Twelve minutes into the interview, the candidate had drawn 14 boxes on the whiteboard, none of them connected, and had not asked a single clarifying question. They were explaining to me how they would shard their database. I had asked them to design a URL shortener. By minute 30 they had three different storage systems on the board and we still had not established whether the system needed to handle one user or one billion. We did not get to the second half of the interview because they were not done with the first half. I gave them a mid-bar score, which is the polite way of saying they did not pass, and the calibration I wrote afterward boiled down to: they knew the components but they did not know the order.

That interview is one of about 80 system design interviews I have run as a hiring manager. It is also a near-replica of the interview I bombed myself, in 2017, when I was a senior engineer interviewing for a staff role and watched my own performance unravel because I had no framework. I bombed three of those before I sat down and built one. The same framework, refined, is what I now use both when sitting on either side of the whiteboard.

This article is the structure: how I sequence a 45-minute interview, what I aim to put on the whiteboard, the rubric I score against when I am the interviewer, and the six failure modes I most commonly see candidates fall into. None of this is unique to one company; the rubric I describe is closer to the median of what most teams I have interviewed at use, which is also why teaching it works.

The 45-minute clock

The interview is almost always 45 minutes of design plus 5 minutes of candidate questions. Out of those 45, I aim to spend the time roughly as follows. The exact split flexes by problem, but the order is fixed.

45-minute system design interview clock

  0-5 min     Clarify requirements (functional, non-functional)
  5-10 min    Estimate scale (QPS, storage, bandwidth)
  10-15 min   API contract and data model
  15-25 min   High-level architecture (the boxes-and-arrows diagram)
  25-35 min   Deep dive on 1-2 components the interviewer pushes on
  35-42 min   Identify bottlenecks, propose mitigations
  42-45 min   Wrap-up: what would I do differently if this were real

The single biggest mistake I made as a candidate (and now see daily as an interviewer) is rushing the first ten minutes. The first ten minutes feel slow, like nothing is happening, like the interviewer wants to see code on the board. The opposite is true. Those ten minutes are where the frame of the rest of the interview is set, and if you skip them you are improvising the rest of the conversation against a moving target.

Phase 1 (0-5 min): Clarify requirements

The instinct is to start drawing. The right move is to ask questions, on the order of three to five, and write the answers in a corner of the whiteboard so they stay visible.

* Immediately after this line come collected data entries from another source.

use axum::{
    extract::{Path, Query, State},
    http::StatusCode,
    response::{sse::Event, Sse},
    Json,
};
use futures::Stream;
use serde::Deserialize;
use std::convert::Infallible;
use uuid::Uuid;

use super::{sse, AppState, Caller};
use crate::error::CoreResult;
use crate::models::{RequestFilter, SupportRequest};
use crate::services::{AcceptOutcome, HelperFilter, HelperMatch};

#[derive(Debug, Deserialize)]
pub struct CreateRequest {
    pub helper_id: Uuid,
    pub message: String,
}

pub async fn list_helpers(
    State(state): State<AppState>,
    Caller(caller): Caller,
    Query(filter): Query<HelperFilter>,
) -> CoreResult<Json<Vec<HelperMatch>>> {
    Ok(Json(state.matching.list_helpers(caller, &filter).await?))
}

pub async fn create_request(
    State(state): State<AppState>,
    Caller(caller): Caller,
    Json(req): Json<CreateRequest>,
) -> CoreResult<(StatusCode, Json<SupportRequest>)> {
    let request = state
        .matching
        .request_support(caller, req.helper_id, &req.message)
        .await?;
    Ok((StatusCode::CREATED, Json(request)))
}

pub async fn list_requests(
    State(state): State<AppState>,
    Caller(caller): Caller,
    Query(filter): Query<RequestFilter>,
) -> CoreResult<Json<Vec<SupportRequest>>> {
    Ok(Json(state.matching.list_requests(caller, &filter).await?))
}

pub async fn accept_request(
    State(state): State<AppState>,
    Caller(caller): Caller,
    Path(id): Path<Uuid>,
) -> CoreResult<Json<AcceptOutcome>> {
    Ok(Json(state.matching.accept_request(caller, id).await?))
}

pub async fn decline_request(
    State(state): State<AppState>,
    Caller(caller): Caller,
    Path(id): Path<Uuid>,
) -> CoreResult<Json<SupportRequest>> {
    Ok(Json(state.matching.decline_request(caller, id).await?))
}

pub async fn complete_request(
    State(state): State<AppState>,
    Caller(caller): Caller,
    Path(id): Path<Uuid>,
) -> CoreResult<Json<SupportRequest>> {
    Ok(Json(state.matching.complete_request(caller, id).await?))
}

pub async fn request_stream(
    State(state): State<AppState>,
    Caller(caller): Caller,
) -> Sse<impl Stream<Item = Result<Event, Infallible>>> {
    sse("request", state.matching.subscribe_requests(caller))
}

The questions I ask, paraphrased, in roughly this order:

  • "What does the system need to do? Can we list the user-visible features?"
  • "Who are the users, and roughly how many? Hundreds, thousands, millions?"
  • "What read/write ratio are we expecting? Mostly reads, mostly writes, even mix?"
  • "Are there latency targets we should hit? Real-time, sub-second, eventually consistent?"
  • "What are the non-functional requirements that matter? Durability, consistency, availability, security?"

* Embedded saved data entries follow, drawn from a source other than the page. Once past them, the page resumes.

//! HTTP surface over the presence, matching and chat services.
//!
//! Every `/api` route identifies its caller through the `x-user-id` header
//! (see [`Caller`]). Live feeds are served as server-sent events; closing the
//! HTTP connection drops the underlying subscription.

pub mod chats;
pub mod profiles;
pub mod requests;

use axum::{
    extract::FromRequestParts,
    http::request::Parts,
    response::sse::{Event, KeepAlive, Sse},
    routing::{get, post, put},
    Router,
};
use futures::{Stream, StreamExt};
use serde::Serialize;
use std::convert::Infallible;
use std::sync::Arc;
use std::time::Duration;
use uuid::Uuid;

use crate::constants::{DEFAULT_PRESENCE_TTL_SECS, SSE_KEEP_ALIVE_SECS, USER_ID_HEADER};
use crate::db::Store;
use crate::error::{CoreError, CoreResult};
use crate::services::{ChatService, MatchingEngine, PresenceTracker};

#[derive(Clone)]
pub struct AppState {
    pub presence: PresenceTracker,
    pub matching: MatchingEngine,
    pub chat: ChatService,
    /// How often an open presence stream refreshes its user's `last_seen`.
    pub stream_heartbeat: Duration,
}

impl AppState {
    pub fn new(store: Arc<dyn Store>) -> Self {
        let presence = PresenceTracker::new(store.clone());
        let chat = ChatService::new(store.clone());
        let matching = MatchingEngine::new(store, presence.clone(), chat.clone());
        Self {
            presence,
            matching,
            chat,
            stream_heartbeat: heartbeat_interval(Duration::from_secs(DEFAULT_PRESENCE_TTL_SECS)),
        }
    }

    /// Keeps open presence streams alive under the given sweep TTL, including
    /// sweeps run by another process.
    pub fn with_presence_ttl(mut self, ttl: Duration) -> Self {
        self.stream_heartbeat = heartbeat_interval(ttl);
        self
    }
}

/// A third of the TTL, so two heartbeats can go missing before a sweep.
fn heartbeat_interval(ttl: Duration) -> Duration {
    (ttl / 3).max(Duration::from_millis(1))
}

/// The authenticated user making the request. Identity is established
/// upstream; this layer only trusts the id it is handed.
#[derive(Debug, Clone, Copy, PartialEq, Eq)]
pub struct Caller(pub Uuid);

impl<S> FromRequestParts<S> for Caller
where
    S: Send + Sync,
{
    type Rejection = CoreError;

    async fn from_request_parts(parts: &mut Parts, _state: &S) -> Result<Self, Self::Rejection> {
        parts
            .headers
            .get(USER_ID_HEADER)
            .and_then(|value| value.to_str().ok())
            .and_then(|value| Uuid::parse_str(value.trim()).ok())
            .map(Caller)
            .ok_or(CoreError::Unauthenticated)
    }
}

/// All routes except CORS and tracing, which the binary layers on.
pub fn router(state: AppState) -> Router {
    Router::new()
        .route("/health", get(health_check))
        // Profiles & presence
        .route("/api/profiles", post(profiles::register))
        .route("/api/profiles/{id}", get(profiles::get_profile))
        .route("/api/presence/online", post(profiles::go_online))
        .route("/api/presence/offline", post(profiles::go_offline))
        .route("/api/presence/heartbeat", post(profiles::heartbeat))
        .route("/api/presence/availability", put(profiles::set_availability))
        .route("/api/presence/location", put(profiles::set_location))
        .route("/api/presence/stream", get(profiles::presence_stream))
        // Matching
        .route("/api/helpers", get(requests::list_helpers))
        .route(
            "/api/requests",
            post(requests::create_request).get(requests::list_requests),
        )
        .route("/api/requests/stream", get(requests::request_stream))
        .route("/api/requests/{id}/accept", post(requests::accept_request))
        .route("/api/requests/{id}/decline", post(requests::decline_request))
        .route("/api/requests/{id}/complete", post(requests::complete_request))
        // Chats
        .route("/api/chats", post(chats::start_chat).get(chats::list_chats))
        .route(
            "/api/chats/{id}/messages",
            get(chats::history).post(chats::send_message),
        )
        .route("/api/chats/{id}/stream", get(chats::chat_stream))
        .with_state(state)
}

pub async fn health_check() -> &'static str {
    "OK"
}

/// Renders one stream item as an SSE event. Errors go out as an `error`
/// event carrying the same body shape as an HTTP error response.
fn to_event<T: Serialize>(name: &'static str, item: CoreResult<T>) -> Event {
    let rendered = match item {
        Ok(value) => Event::default().event(name).json_data(&value),
        Err(e) => Event::default().event("error").json_data(serde_json::json!({
            "kind": e.kind(),
            "message": e.to_string(),
            "retryable": e.is_retryable(),
        })),
    };

    rendered.unwrap_or_else(|e| {
        tracing::error!("Failed to encode {} event: {}", name, e);
        Event::default().event("error").data("encoding failed")
    })
}

fn sse<T, S>(name: &'static str, stream: S) -> Sse<impl Stream<Item = Result<Event, Infallible>>>
where
    T: Serialize,
    S: Stream<Item = CoreResult<T>> + Send + 'static,
{
    let events = stream.map(move |item| Ok::<_, Infallible>(to_event(name, item)));
    Sse::new(events).keep_alive(
        KeepAlive::new().interval(Duration::from_secs(SSE_KEEP_ALIVE_SECS)),
    )
}

#[cfg(test)]
pub(crate) mod test_support {
    use axum::{
        body::{to_bytes, Body},
        http::{Method, Request, StatusCode},
        Router,
    };
    use serde_json::Value;
    use std::sync::Arc;
    use tower::ServiceExt;
    use uuid::Uuid;

    use super::{router, AppState};
    use crate::constants::USER_ID_HEADER;
    use crate::db::MemoryStore;

    pub fn app() -> (Router, AppState, Arc<MemoryStore>) {
        let store = Arc::new(MemoryStore::new());
        let state = AppState::new(store.clone());
        (router(state.clone()), state, store)
    }

    pub async fn call(
        app: &Router,
        method: Method,
        uri: &str,
        caller: Option<Uuid>,
        body: Option<Value>,
    ) -> (StatusCode, Value) {
        let mut builder = Request::builder().method(method).uri(uri);
        if let Some(caller) = caller {
            builder = builder.header(USER_ID_HEADER, caller.to_string());
        }
        let request = match body {
            Some(body) => builder
                .header("content-type", "application/json")
                .body(Body::from(body.to_string()))
                .unwrap(),
            None => builder.body(Body::empty()).unwrap(),
        };

        let response = app.clone().oneshot(request).await.unwrap();
        let status = response.status();
        let bytes = to_bytes(response.into_body(), usize::MAX).await.unwrap();
        let value = if bytes.is_empty() {
            Value::Null
        } else {
            serde_json::from_slice(&bytes).unwrap_or(Value::Null)
        };
        (status, value)
    }
}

The interviewer's answers shape every later decision. "Mostly reads, very high read volume" steers you to caching and read replicas. "Tight write consistency, 99.99% availability" steers you to a different beast entirely. Without those answers nailed down, you cannot defend any later choice because you do not know what you are optimizing for.

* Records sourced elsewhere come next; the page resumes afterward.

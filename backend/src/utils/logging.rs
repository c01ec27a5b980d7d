use tracing_subscriber::{layer::SubscriberExt, util::SubscriberInitExt};

const DEFAULT_FILTER: &str = "helpdesk=info,tower_http=debug,server=debug,presence_sweeper=debug";

pub fn init_logging() {
    tracing_subscriber::registry()
        .with(
            tracing_subscriber::EnvFilter::try_from_default_env()
                .unwrap_or_else(|_| DEFAULT_FILTER.into()),
        )
        .with(tracing_subscriber::fmt::layer().with_target(true))
        .init();
}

Write the answers somewhere on the board where you can point at them later. The number of times I have watched candidates change their architecture mid-interview because they forgot the read/write ratio they had agreed on five minutes earlier is high.

Phase 2 (5-10 min): Estimate scale

This is the phase that separates strong candidates from competent ones, in my experience grading. A competent candidate sketches a plausible architecture. A strong candidate sketches one to fit a number.

A shape of estimation that has worked for me: pick the headline number, derive QPS, derive storage, sanity check against a real-world reference.

Estimation scratchwork for a URL shortener

  Headline: 100M new URLs per month. (You can get this number
            by asking, or proposing and getting confirmation.)
  Writes:   100M / (30 * 86,400) = ~40 writes/sec average
            Peak ~3-5x average = ~150 writes/sec
  Reads:    Assume 100:1 read:write ratio = ~4,000 reads/sec average
            Peak ~15,000 reads/sec
  Storage:  Each URL row ~500 bytes, 100M/month = ~50 GB/month
            Five years = ~3 TB. Fits on a single beefy DB or a
            small sharded cluster; not a hadoop problem.
  Bandwidth: 4,000 reads/sec * 500 bytes = 2 MB/sec read
             Peak 15,000 * 500 = 7.5 MB/sec. Easy.

The numbers do not need to be precise. They need to be defensible. If the interviewer says "why 100:1?", you say "a typical link sharing system has many people clicking each link the few people post; I picked 100:1 as a round number we can tune later". That answer is good enough. If you guess 10:1 instead and the interviewer says "why 10:1", you say the same thing, and the architecture probably ends up similar.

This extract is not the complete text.